## Your objective
State how many lines of the entries hold the string "MathError", and output nothing but that count.

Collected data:
[Start of Attachment]

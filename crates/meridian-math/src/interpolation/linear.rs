//! Linear interpolation.

use crate::error::{MathError, MathResult};
use crate::interpolation::Interpolator;

/// Linear interpolation between data points, flat beyond the first and last
/// node.
///
/// # Example
///
/// ```rust
/// use meridian_math::interpolation::{Interpolator, LinearInterpolator};
///
/// let xs = vec![0.0, 1.0, 2.0, 3.0];
/// let ys = vec![0.0, 1.0, 4.0, 9.0];
///
/// let interp = LinearInterpolator::new(xs, ys).unwrap();
/// let y = interp.interpolate(1.5).unwrap();
/// assert!((y - 2.5).abs() < 1e-12);
///
/// // y(1.5) = 0.5 * y1 + 0.5 * y2
/// let weights = interp.node_weights(1.5).unwrap();
/// assert_eq!(weights, vec![0.0, 0.5, 0.5, 0.0]);
///
/// assert_eq!(interp.interpolate(7.0).unwrap(), 9.0);
/// ```
#[derive(Debug, Clone)]
pub struct LinearInterpolator {
    xs: Vec<f64>,
    ys: Vec<f64>,
}

impl LinearInterpolator {
    /// Creates a new linear interpolator.
    ///
    /// # Arguments
    ///
    /// * `xs` - X coordinates (strictly increasing)
    /// * `ys` - Y coordinates
    ///
    /// # Errors
    ///
    /// Returns an error if there are fewer than 2 points, if lengths differ,
    /// or if the x values are not strictly increasing.
    pub fn new(xs: Vec<f64>, ys: Vec<f64>) -> MathResult<Self> {
        if xs.len() < 2 {
            return Err(MathError::insufficient_data(2, xs.len()));
        }
        if xs.len() != ys.len() {
            return Err(MathError::invalid_input(format!(
                "xs and ys must have same length: {} vs {}",
                xs.len(),
                ys.len()
            )));
        }

        for i in 1..xs.len() {
            if xs[i] <= xs[i - 1] {
                return Err(MathError::invalid_input(
                    "x values must be strictly increasing",
                ));
            }
        }

        Ok(Self { xs, ys })
    }

    /// Returns the node abscissae.
    pub fn xs(&self) -> &[f64] {
        &self.xs
    }

    /// Returns the node ordinates.
    pub fn ys(&self) -> &[f64] {
        &self.ys
    }

    /// Finds the index i such that xs[i] <= x < xs[i+1].
    fn find_segment(&self, x: f64) -> usize {
        match self
            .xs
            .binary_search_by(|probe| probe.partial_cmp(&x).unwrap_or(std::cmp::Ordering::Equal))
        {
            Ok(i) => i.min(self.xs.len() - 2),
            Err(i) => (i.saturating_sub(1)).min(self.xs.len() - 2),
        }
    }

    /// Index of the boundary node held constant outside the node range.
    fn flat_node(&self, x: f64) -> Option<usize> {
        if x < self.min_x() {
            Some(0)
        } else if x > self.max_x() {
            Some(self.xs.len() - 1)
        } else {
            None
        }
    }
}

impl Interpolator for LinearInterpolator {
    fn interpolate(&self, x: f64) -> MathResult<f64> {
        if let Some(node) = self.flat_node(x) {
            return Ok(self.ys[node]);
        }

        let i = self.find_segment(x);

        let x0 = self.xs[i];
        let x1 = self.xs[i + 1];
        let y0 = self.ys[i];
        let y1 = self.ys[i + 1];

        let t = (x - x0) / (x1 - x0);
        Ok(y0 + t * (y1 - y0))
    }

    fn node_weights(&self, x: f64) -> MathResult<Vec<f64>> {
        let mut weights = vec![0.0; self.xs.len()];

        if let Some(node) = self.flat_node(x) {
            weights[node] = 1.0;
            return Ok(weights);
        }

        let i = self.find_segment(x);
        let t = (x - self.xs[i]) / (self.xs[i + 1] - self.xs[i]);
        weights[i] = 1.0 - t;
        weights[i + 1] = t;
        Ok(weights)
    }

    fn min_x(&self) -> f64 {
        self.xs[0]
    }

    fn max_x(&self) -> f64 {
        self.xs[self.xs.len() - 1]
    }
}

[End of Attachment]

## Your solution
4